Directed by Mikkel Brænne Sandemose

Distributed by Studiocanal

When the culmination of his years of research into the mysterious disappearance of the Oseberg vikings results in little more than a few leads and a mysterious, carved message – “Man Knows Nothing” – archaeologist and single father Sigurd Svendsen (Hagen) finds his funding pulled from under him by his outraged backers.

But he isn’t about to just give up on his life’s mission, and after some personal investigation alongside his friend, Allan, Sigurd manages to uncover what he believes to be a map hidden in the runes of some ancient relics. Along with Allan (Broch) and kids Ragnhild and Brage, Sigurd sets off for the suspected location of the legendary “Eye of Odin”, where he believes the remains of the vikings will be found. Along the way, the group meet up with Allan’s assistant, Elisabeth (Helin), and local guide Leif (Sundquist) before setting off into the glorious Norwegian landscape in search of their treasure.

And as fate would have it, Sigurd isn’t wrong. The Eye of Odin exists, and it is indeed where the Oseberg vikings met their end. Unexpected by everyone (except the audience, it would seem), greed fuels internal struggle; and soon Sigurd, his son, daughter and pals are abandoned in the caverns at the centre of the Eye of Odin… and their presence has drawn the attention of an ancient guardian that is none too pleased with their meddling.

Mikkel Brænne Sandemose’s Ragnarok has drawn many a critical comparison to the work of Steven Spielberg, and in particular Jurassic Park — and such comparisons are more than apt. It’s a thoroughly accomplished film with some excellent cinematography and breathtaking natural environments whose scope and scale offer a real sense of our main characters heading on a grand quest. The setup is very similar to the aforementioned dino-fest, with the main character and his two kids, alongside the fitting love interest and friend, placed in some very difficult-to-escape peril and the hungry chompers of a giant reptilian antagonist.

Sandemose wrings some effective tension through this peril – something certainly helped by the eminently likeable natures of the lead characters and his cast’s performances. There’s a real dynamic between them, and Sigurd’s sense of responsibility and devotion to his children very much rings true. Obviously, things can’t go too far as Ragnarok is, in essence, a family-friendly flick – so while there is indeed a massive monster on the loose, you’re not going to get any gory goods, nor even a Jurassic Park-style chomping for good measure. That’s perhaps indicative of Ragnarok‘s biggest issue – it consistently plays it too safe throughout the final stretch.

The Spielberg influence is there in spades, and the formula hardly ever deviated from, making much of the affair very easy to predict. The body count is low and all kills ostensibly off-screen.
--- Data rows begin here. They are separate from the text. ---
//! One-Shot Payload Capture
//!
//! The first payload a process sees is written to disk once, for offline
//! inspection of what the sensor actually sends. Later payloads never touch
//! the file system.
//!
//! ```text
//! every message ──▶ OneShotCapture ──first caller only──▶ PayloadSink
//!                        │
//!                  PersistenceGuard (atomic compare-exchange)
//! ```

use std::fmt;
use std::path::{Path, PathBuf};
use std::sync::atomic::{AtomicBool, Ordering};

use chrono::Local;
use tracing::{error, info};

use crate::error::CoreResult;

/// Header of the single column in a capture file
pub const CAPTURE_HEADER: &str = "sensorData";

/// A flag that can be acquired exactly once
///
/// `try_acquire` returns `true` to precisely one caller over the guard's
/// lifetime, no matter how many threads race for it.
#[derive(Debug, Default)]
pub struct PersistenceGuard {
    acquired: AtomicBool,
}

impl PersistenceGuard {
    pub fn new() -> Self {
        Self::default()
    }

    pub fn try_acquire(&self) -> bool {
        self.acquired
            .compare_exchange(false, true, Ordering::AcqRel, Ordering::Acquire)
            .is_ok()
    }

    pub fn is_acquired(&self) -> bool {
        self.acquired.load(Ordering::Acquire)
    }
}

/// Destination for a captured payload
pub trait PayloadSink: Send + Sync {
    fn persist(&self, payload: &[u8]) -> CoreResult<()>;
}

/// Writes `raw_<timestamp>.csv` with a `sensorData` header and the payload
/// as one lowercase hex string
#[derive(Debug, Clone)]
pub struct CsvCaptureSink {
    dir: PathBuf,
}

impl CsvCaptureSink {
    pub fn new(dir: impl Into<PathBuf>) -> Self {
        Self { dir: dir.into() }
    }

    pub fn dir(&self) -> &Path {
        &self.dir
    }

    /// Write `payload` and return the file path
    pub fn write(&self, payload: &[u8]) -> CoreResult<PathBuf> {
        std::fs::create_dir_all(&self.dir)?;

        let timestamp = Local::now().format("%Y%m%d%H%M%S");
        let path = self.dir.join(format!("raw_{timestamp}.csv"));

        let mut writer = csv::Writer::from_path(&path)?;
        writer.write_record([CAPTURE_HEADER])?;
        writer.write_record([hex_encode(payload)])?;
        writer.flush()?;

        Ok(path)
    }
}

impl PayloadSink for CsvCaptureSink {
    fn persist(&self, payload: &[u8]) -> CoreResult<()> {
        let path = self.write(payload)?;
        info!("Captured {} byte payload to {:?}", payload.len(), path);
        Ok(())
    }
}

/// Lowercase hex, two digits per byte
pub fn hex_encode(bytes: &[u8]) -> String {
    bytes.iter().map(|b| format!("{b:02x}")).collect()
}

/// Guard plus sink: the sink runs for the first payload only
pub struct OneShotCapture {
    guard: PersistenceGuard,
    sink: Option<Box<dyn PayloadSink>>,
}

impl OneShotCapture {
    pub fn new(sink: impl PayloadSink + 'static) -> Self {
        Self {
            guard: PersistenceGuard::new(),
            sink: Some(Box::new(sink)),
        }
    }

    /// A capture that never writes anything
    pub fn disabled() -> Self {
        Self {
            guard: PersistenceGuard::new(),
            sink: None,
        }
    }

    /// Offer a payload; returns `true` if this call performed the capture
    ///
    /// Sink failures are logged and not retried: the guard stays acquired.
    pub fn capture_once(&self, payload: &[u8]) -> bool {
        let Some(sink) = &self.sink else {
            return false;
        };
        if !self.guard.try_acquire() {
            return false;
        }

        if let Err(e) = sink.persist(payload) {
            error!("Failed to capture raw payload: {}", e);
        }
        true
    }

    pub fn is_enabled(&self) -> bool {
        self.sink.is_some()
    }

    pub fn has_fired(&self) -> bool {
        self.guard.is_acquired()
    }
}

impl fmt::Debug for OneShotCapture {
    fn fmt(&self, f: &mut fmt::Formatter<'_>) -> fmt::Result {
        f.debug_struct("OneShotCapture")
            .field("enabled", &self.is_enabled())
            .field("fired", &self.has_fired())
            .finish()
    }
}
The ending, too, takes a rather mushy turn that is robbed of all tension by the film’s consistently harmless approach once the two main tension-building set pieces are over and done with. It’s defiantly uninventive, yet formidably adept at its chosen formula.
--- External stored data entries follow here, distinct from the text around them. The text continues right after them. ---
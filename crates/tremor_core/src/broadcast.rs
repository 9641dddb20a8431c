//! Subscriber Fan-Out
//!
//! Every emitted [`BroadcastEvent`] goes to all subscribers connected at
//! the time of publishing. There is no backlog: a subscriber that joins
//! later only sees later events.
//!
//! # Delivery
//!
//! Each subscriber owns a bounded queue. `publish` works on a snapshot of
//! the subscriber list and uses `try_send`, so it never waits:
//! - queue full: that subscriber misses this event, others are unaffected
//! - receiver dropped: the subscriber is removed
//!
//! A lagging subscriber is logged once when it starts missing events and
//! once when it catches up; totals are in [`SubscriberRegistry::dropped_count`].

use std::sync::atomic::{AtomicBool, AtomicU64, Ordering};
use std::sync::Arc;
use std::time::Duration;

use crossbeam_channel::{bounded, Receiver, RecvTimeoutError, Sender, TryRecvError, TrySendError};
use parking_lot::RwLock;
use tracing::{debug, info, warn};

use crate::error::{CoreError, CoreResult};
use crate::message::BroadcastEvent;

/// Receives every event that passes the pipeline gate
pub trait Broadcaster: Send + Sync {
    fn publish(&self, event: BroadcastEvent);
}

impl<B: Broadcaster + ?Sized> Broadcaster for Arc<B> {
    fn publish(&self, event: BroadcastEvent) {
        (**self).publish(event)
    }
}

pub type SubscriberId = u64;

struct Subscriber {
    id: SubscriberId,
    sender: Sender<Arc<BroadcastEvent>>,
    lagging: Arc<AtomicBool>,
}

/// In-process registry of live subscribers
///
/// Cloning shares the same registry.
#[derive(Clone)]
pub struct SubscriberRegistry {
    inner: Arc<RegistryInner>,
}

struct RegistryInner {
    subscribers: RwLock<Vec<Subscriber>>,
    next_id: AtomicU64,
    capacity: usize,
    dropped: AtomicU64,
}

impl SubscriberRegistry {
    /// Create a registry whose subscribers each buffer up to `capacity` events
    pub fn new(capacity: usize) -> Self {
        let capacity = capacity.max(1);
        info!("Subscriber registry initialized with capacity {}", capacity);
        Self {
            inner: Arc::new(RegistryInner {
                subscribers: RwLock::new(Vec::new()),
                next_id: AtomicU64::new(1),
                capacity,
                dropped: AtomicU64::new(0),
            }),
        }
    }

    /// Connect a new subscriber
    pub fn subscribe(&self) -> Subscription {
        let (sender, receiver) = bounded(self.inner.capacity);
        let id = self.inner.next_id.fetch_add(1, Ordering::Relaxed);

        let mut subscribers = self.inner.subscribers.write();
        subscribers.push(Subscriber {
            id,
            sender,
            lagging: Arc::new(AtomicBool::new(false)),
        });
        info!("Subscriber {} connected, total subscribers: {}", id, subscribers.len());

        Subscription { id, receiver }
    }

    /// Disconnect a subscriber; returns `false` if it was already gone
    pub fn unsubscribe(&self, id: SubscriberId) -> bool {
        let mut subscribers = self.inner.subscribers.write();
        let before = subscribers.len();
        subscribers.retain(|s| s.id != id);
        let removed = subscribers.len() != before;
        if removed {
            info!("Subscriber {} disconnected, total subscribers: {}", id, subscribers.len());
        }
        removed
    }

    /// Number of registered subscribers
    pub fn subscriber_count(&self) -> usize {
        self.inner.subscribers.read().len()
    }

    /// Deliveries skipped because a subscriber's queue was full
    pub fn dropped_count(&self) -> u64 {
        self.inner.dropped.load(Ordering::Relaxed)
    }

    /// Subscribers whose last delivery was dropped
    pub fn lagging_count(&self) -> usize {
        self.inner
            .subscribers
            .read()
            .iter()
            .filter(|s| s.lagging.load(Ordering::Relaxed))
            .count()
    }

    /// Send to every current subscriber, returning how many accepted it
    pub fn broadcast(&self, event: BroadcastEvent) -> usize {
        let event = Arc::new(event);
        let snapshot: Vec<(SubscriberId, Sender<Arc<BroadcastEvent>>, Arc<AtomicBool>)> = self
            .inner
            .subscribers
            .read()
            .iter()
            .map(|s| (s.id, s.sender.clone(), Arc::clone(&s.lagging)))
            .collect();

        let mut delivered = 0;
        let mut disconnected = Vec::new();
        for (id, sender, lagging) in snapshot {
            match sender.try_send(Arc::clone(&event)) {
                Ok(()) => {
                    delivered += 1;
                    if lagging.swap(false, Ordering::Relaxed) {
                        info!("Subscriber {} caught up", id);
                    }
                }
                Err(TrySendError::Full(_)) => {
                    self.inner.dropped.fetch_add(1, Ordering::Relaxed);
                    if !lagging.swap(true, Ordering::Relaxed) {
                        warn!("Subscriber {} is lagging, dropping events", id);
                    }
                }
                Err(TrySendError::Disconnected(_)) => disconnected.push(id),
            }
        }

        if !disconnected.is_empty() {
            self.inner
                .subscribers
                .write()
                .retain(|s| !disconnected.contains(&s.id));
            debug!("Pruned {} disconnected subscribers", disconnected.len());
        }

        debug!("Broadcast event to {} subscribers", delivered);
        delivered
    }
}

impl Broadcaster for SubscriberRegistry {
    fn publish(&self, event: BroadcastEvent) {
        self.broadcast(event);
    }
}

impl Default for SubscriberRegistry {
    fn default() -> Self {
        Self::new(16)
    }
}

/// Receiving end of one subscriber
///
/// Dropping the subscription disconnects it; the registry prunes it on the
/// next publish.
pub struct Subscription {
    id: SubscriberId,
    receiver: Receiver<Arc<BroadcastEvent>>,
}

impl Subscription {
    pub fn id(&self) -> SubscriberId {
        self.id
    }

    /// Block until the next event
    pub fn recv(&self) -> CoreResult<Arc<BroadcastEvent>> {
        self.receiver.recv().map_err(|_| CoreError::ChannelRecvError)
    }

    /// Next event if one is queued
    pub fn try_recv(&self) -> Option<Arc<BroadcastEvent>> {
        match self.receiver.try_recv() {
            Ok(event) => Some(event),
            Err(TryRecvError::Empty | TryRecvError::Disconnected) => None,
        }
    }

    /// Wait up to `timeout` for the next event
    pub fn recv_timeout(&self, timeout: Duration) -> Option<Arc<BroadcastEvent>> {
        match self.receiver.recv_timeout(timeout) {
            Ok(event) => Some(event),
            Err(RecvTimeoutError::Timeout | RecvTimeoutError::Disconnected) => None,
        }
    }

    /// Drain everything currently queued
    pub fn drain(&self) -> Vec<Arc<BroadcastEvent>> {
        self.receiver.try_iter().collect()
    }
}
And when it’s at full steam, Ragnarok is a thrilling adventure. It looks great, the cast are admirable and the creature effects and design are excellent. Alluded to as the potential influence for the Midgard Serpent (also known as Jormungand) in Norse mythology, the massive beast that inhabits the Eye of Odin is a sight to behold and should make this a more than pleasant diversion for monster movie fans – especially if they’re looking for something that allows them to get their creature feature fix while remaining accessible, suitable and enjoyable for the whole family.

It’s a shame that the film throws pretty much all of the actual mythological and viking stuff out the window once the beast is on the loose – there’s really no threat of the actual Ragnarok of legend kicking off here – but it’s a perfectly solid effort at recreating a (modern) classical Western adventure film on Northern shores. Check it out.

Unfortunately, the only extra that Studiocanal saw fit to include in their release of Ragnarok is a trailer for the film.

Special Features:

  • Trailer

  • Film
  • Special Features
User Rating 3.62 (13 votes)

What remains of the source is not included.